Politicians feel pressured by the media as they know that any one of them who has no poppy will be ridiculed or severely attacked in the press. Any complaints around militarism and certainly initiatives like the white poppy movement which arose in the 1980s are now excluded from debate. As was noted in 'The Guardian' civilian casualties of war are ignored entirely in this process, partly, I imagine because of the resentment against asylum seekers who are blamed for so much, but of course, in many cases are fleeing from the wars that the tabloids want to celebrate.
Militarism now dominates the media; it is a baseline assumption for so much of what we are presented. Of course, while I was hoping for for greater attention to remembrance, the right-wing has been more successful in using remembrance to leverage participation in militaristic attitudes. Some generals are seeking to separate out these different approaches, but these are subtle things that the bulk of the population does not have the time or inclination to work on. Alongside the assumption that immigration is wrong, that racism is acceptable, that the EU (or insert whichever international body you favour) only does Britain harm, that the death penalty is naturally right, we now have the assumption that militarism is good, it makes Britain strong and anyone who does not support that line is weak and a traitor. Such characteristics are seen in all authoritarian and Fascist states.

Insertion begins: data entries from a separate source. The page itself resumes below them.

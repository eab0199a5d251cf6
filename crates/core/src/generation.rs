//! Work order generation planning (PRD-08).
//!
//! The scheduled scan and the explicit per-routine call both funnel through
//! [`plan_generation`], a pure decision over pre-loaded data. The engine
//! crate executes `Generate` decisions transactionally; `Skip` outcomes are
//! logged, never errors — repeated scans must stay idempotent.

use crate::routine::{self, ExecutionMode, TriggerType};
use crate::types::{DbId, Timestamp};

// ---------------------------------------------------------------------------
// Inputs
// ---------------------------------------------------------------------------

/// The slice of a routine row that the generation decision needs.
#[derive(Debug, Clone)]
pub struct RoutineView {
    pub routine_id: DbId,
    pub asset_id: DbId,
    pub is_active: bool,
    pub execution_mode: ExecutionMode,
    pub trigger_type: TriggerType,
    pub trigger_runtime_hours: Option<f64>,
    pub trigger_calendar_days: Option<i32>,
    /// Unit follows `trigger_type`: hours for runtime, days for calendar.
    pub advance_window: f64,
    pub last_execution_runtime_hours: Option<f64>,
    pub last_execution_completed_at: Option<Timestamp>,
}

// ---------------------------------------------------------------------------
// Decision
// ---------------------------------------------------------------------------

/// Why a routine was passed over by a generation pass.
#[derive(Debug, Clone, PartialEq)]
pub enum SkipReason {
    /// Routine is deactivated.
    Inactive,
    /// Routine is manual and the caller is the scheduled scan.
    ManualMode,
    /// Not yet inside the advance window; distance in trigger units.
    NotDue { distance: f64 },
    /// An open work order already covers the current due cycle.
    DuplicateOpen,
}

/// Outcome of planning one routine.
#[derive(Debug, Clone, PartialEq)]
pub enum GenerationDecision {
    Skip(SkipReason),
    Generate,
}

/// Decide whether a work order should be generated for `routine`.
///
/// `scheduled_scan` is true when invoked from the periodic scan, which only
/// generates for automatic routines; the explicit user-triggered call passes
/// false and may generate for manual routines too. The duplicate check is
/// evaluated last so a skip for dedup is only reported when the routine was
/// otherwise due.
///
/// Returns an error only for misconfigured rows (missing trigger threshold).
pub fn plan_generation(
    routine: &RoutineView,
    current_runtime_hours: Option<f64>,
    has_open_order: bool,
    now: Timestamp,
    scheduled_scan: bool,
) -> Result<GenerationDecision, String> {
    if !routine.is_active {
        return Ok(GenerationDecision::Skip(SkipReason::Inactive));
    }
    if scheduled_scan && routine.execution_mode == ExecutionMode::Manual {
        return Ok(GenerationDecision::Skip(SkipReason::ManualMode));
    }

    let distance = routine::distance_until_due(
        routine.trigger_type,
        routine.trigger_runtime_hours,
        routine.trigger_calendar_days,
        routine.last_execution_runtime_hours,
        routine.last_execution_completed_at,
        current_runtime_hours,
        now,
    )?;

    if !routine::should_generate(routine.is_active, distance, routine.advance_window) {
        return Ok(GenerationDecision::Skip(SkipReason::NotDue { distance }));
    }
    if has_open_order {
        return Ok(GenerationDecision::Skip(SkipReason::DuplicateOpen));
    }
    Ok(GenerationDecision::Generate)
}

#[cfg(test)]
mod tests {
    use super::*;
    use assert_matches::assert_matches;
    use chrono::{Duration, TimeZone, Utc};

    fn now() -> Timestamp {
        Utc.with_ymd_and_hms(2025, 6, 15, 8, 0, 0).unwrap()
    }

    fn runtime_routine() -> RoutineView {
        RoutineView {
            routine_id: 1,
            asset_id: 10,
            is_active: true,
            execution_mode: ExecutionMode::Automatic,
            trigger_type: TriggerType::RuntimeHours,
            trigger_runtime_hours: Some(100.0),
            trigger_calendar_days: None,
            advance_window: 10.0,
            last_execution_runtime_hours: Some(80.0),
            last_execution_completed_at: None,
        }
    }

    #[test]
    fn overdue_runtime_routine_generates() {
        // trigger 100, advance 10, last 80, current 190: 110 elapsed, due.
        let decision =
            plan_generation(&runtime_routine(), Some(190.0), false, now(), true).unwrap();
        assert_eq!(decision, GenerationDecision::Generate);
    }

    #[test]
    fn routine_inside_advance_window_generates() {
        // 95 elapsed: 5 hours until due, within the 10-hour window.
        let decision =
            plan_generation(&runtime_routine(), Some(175.0), false, now(), true).unwrap();
        assert_eq!(decision, GenerationDecision::Generate);
    }

    #[test]
    fn routine_outside_advance_window_skips() {
        // 50 elapsed: 50 hours until due.
        let decision =
            plan_generation(&runtime_routine(), Some(130.0), false, now(), true).unwrap();
        assert_matches!(
            decision,
            GenerationDecision::Skip(SkipReason::NotDue { distance }) if distance == 50.0
        );
    }

    #[test]
    fn open_order_dedups() {
        let decision =
            plan_generation(&runtime_routine(), Some(190.0), true, now(), true).unwrap();
        assert_eq!(decision, GenerationDecision::Skip(SkipReason::DuplicateOpen));
    }

    #[test]
    fn dedup_not_reported_when_not_due() {
        // An open order exists but the routine is not due anyway.
        let decision =
            plan_generation(&runtime_routine(), Some(130.0), true, now(), true).unwrap();
        assert_matches!(decision, GenerationDecision::Skip(SkipReason::NotDue { .. }));
    }

    #[test]
    fn inactive_routine_skips() {
        let mut r = runtime_routine();
        r.is_active = false;
        let decision = plan_generation(&r, Some(190.0), false, now(), true).unwrap();
        assert_eq!(decision, GenerationDecision::Skip(SkipReason::Inactive));
    }

    #[test]
    fn manual_routine_skipped_by_scan_but_not_by_explicit_call() {
        let mut r = runtime_routine();
        r.execution_mode = ExecutionMode::Manual;
        let scan = plan_generation(&r, Some(190.0), false, now(), true).unwrap();
        assert_eq!(scan, GenerationDecision::Skip(SkipReason::ManualMode));
        let explicit = plan_generation(&r, Some(190.0), false, now(), false).unwrap();
        assert_eq!(explicit, GenerationDecision::Generate);
    }

    #[test]
    fn never_executed_routine_generates_immediately() {
        let mut r = runtime_routine();
        r.last_execution_runtime_hours = None;
        let decision = plan_generation(&r, None, false, now(), true).unwrap();
        assert_eq!(decision, GenerationDecision::Generate);
    }

    #[test]
    fn never_executed_routine_with_open_order_still_dedups() {
        // The never-executed policy must not bypass the duplicate guard.
        let mut r = runtime_routine();
        r.last_execution_runtime_hours = None;
        let decision = plan_generation(&r, None, true, now(), true).unwrap();
        assert_eq!(decision, GenerationDecision::Skip(SkipReason::DuplicateOpen));
    }

    #[test]
    fn calendar_routine_due_generates() {
        let r = RoutineView {
            routine_id: 2,
            asset_id: 10,
            is_active: true,
            execution_mode: ExecutionMode::Automatic,
            trigger_type: TriggerType::CalendarDays,
            trigger_runtime_hours: None,
            trigger_calendar_days: Some(30),
            advance_window: 3.0,
            last_execution_runtime_hours: None,
            last_execution_completed_at: Some(now() - Duration::days(28)),
        };
        // 2 days until due, within the 3-day window.
        let decision = plan_generation(&r, None, false, now(), true).unwrap();
        assert_eq!(decision, GenerationDecision::Generate);
    }

    #[test]
    fn misconfigured_routine_is_an_error() {
        let mut r = runtime_routine();
        r.trigger_runtime_hours = None;
        assert!(plan_generation(&r, Some(190.0), false, now(), true).is_err());
    }
}
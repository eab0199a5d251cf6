//! Form and draft task entity models and DTOs (PRD-11).
//!
//! Draft tasks (and their instructions) are the mutable side of the form
//! aggregate; published content lives in `form_versions` snapshots and is
//! never touched by these DTOs.

use plantops_core::types::{DbId, Timestamp};
use serde::{Deserialize, Serialize};
use sqlx::FromRow;

// ---------------------------------------------------------------------------
// Form
// ---------------------------------------------------------------------------

/// A row from the `forms` table.
#[derive(Debug, Clone, FromRow, Serialize)]
pub struct Form {
    pub id: DbId,
    pub name: String,
    pub description: Option<String>,
    /// Latest published version; null until first publish.
    pub current_version_id: Option<DbId>,
    pub is_active: bool,
    pub deleted_at: Option<Timestamp>,
    pub created_at: Timestamp,
    pub updated_at: Timestamp,
}

/// DTO for creating a new form.
#[derive(Debug, Clone, Deserialize)]
pub struct CreateForm {
    pub name: String,
    pub description: Option<String>,
}

/// DTO for updating a form's descriptive fields.
#[derive(Debug, Clone, Deserialize)]
pub struct UpdateForm {
    pub name: Option<String>,
    pub description: Option<String>,
    pub is_active: Option<bool>,
}

// ---------------------------------------------------------------------------
// Draft tasks
// ---------------------------------------------------------------------------

/// A row from the `form_tasks` table (mutable draft).
#[derive(Debug, Clone, FromRow, Serialize)]
pub struct FormTask {
    pub id: DbId,
    pub form_id: DbId,
    pub task_type: String,
    pub description: String,
    pub is_required: bool,
    pub position: i32,
    /// Type-specific configuration: measurement bounds or options list.
    pub config: Option<serde_json::Value>,
    pub created_at: Timestamp,
    pub updated_at: Timestamp,
}

/// DTO for creating a new draft task.
#[derive(Debug, Clone, Deserialize)]
pub struct CreateFormTask {
    pub form_id: DbId,
    pub task_type: String,
    pub description: String,
    /// Defaults to false if omitted.
    pub is_required: Option<bool>,
    /// Appended after the current last position if omitted.
    pub position: Option<i32>,
    pub config: Option<serde_json::Value>,
}

/// DTO for updating a draft task. All fields are optional.
#[derive(Debug, Clone, Deserialize)]
pub struct UpdateFormTask {
    pub description: Option<String>,
    pub is_required: Option<bool>,
    pub config: Option<serde_json::Value>,
}

// ---------------------------------------------------------------------------
// Draft task instructions
// ---------------------------------------------------------------------------

/// A row from the `form_task_instructions` table.
#[derive(Debug, Clone, FromRow, Serialize)]
pub struct FormTaskInstruction {
    pub id: DbId,
    pub form_task_id: DbId,
    pub position: i32,
    pub title: String,
    pub body: String,
    /// Opaque storage path for instruction media.
    pub media_path: Option<String>,
    pub created_at: Timestamp,
    pub updated_at: Timestamp,
}

/// DTO for creating a new instruction on a draft task.
#[derive(Debug, Clone, Deserialize)]
pub struct CreateFormTaskInstruction {
    pub form_task_id: DbId,
    pub position: Option<i32>,
    pub title: String,
    pub body: String,
    pub media_path: Option<String>,
}

/// DTO for updating an instruction. All fields are optional.
#[derive(Debug, Clone, Deserialize)]
pub struct UpdateFormTaskInstruction {
    pub title: Option<String>,
    pub body: Option<String>,
    pub media_path: Option<String>,
}
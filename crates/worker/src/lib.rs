//! Scheduled worker for the PlantOps maintenance platform.
//!
//! Hosts the periodic work order generation scan. Deployment runs a single
//! worker instance, which supplies the non-overlap guarantee the scan
//! expects; the scan itself is idempotent either way.

pub mod scan;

Remembrance has been taken by the popular media and those people who run it to promote militarism and this trend has stepped up a gear in 2009. This creates fertile ground for extremism. It also betrays the bulk of the people who have died fighting for Britain. The bulk of them never went to war to defend an ideal of a militarised Britain, they went because they had to or at least because they felt it made their families safer. Many of the people who died fighting for Britain were not white and were not Christian but they still died fighting for a country that seems increasingly likely to deny their right to be acknowledged as Britons. We need vigorous steps to depoliticise remembrance, to bring militarism out into the open and keep it away from the proper remembering of those who sacrificed so much. Otherwise this trend will simply create a country eager for a larger military and even more battles across the world which will lead to even more mutilated and dead service people and civilians.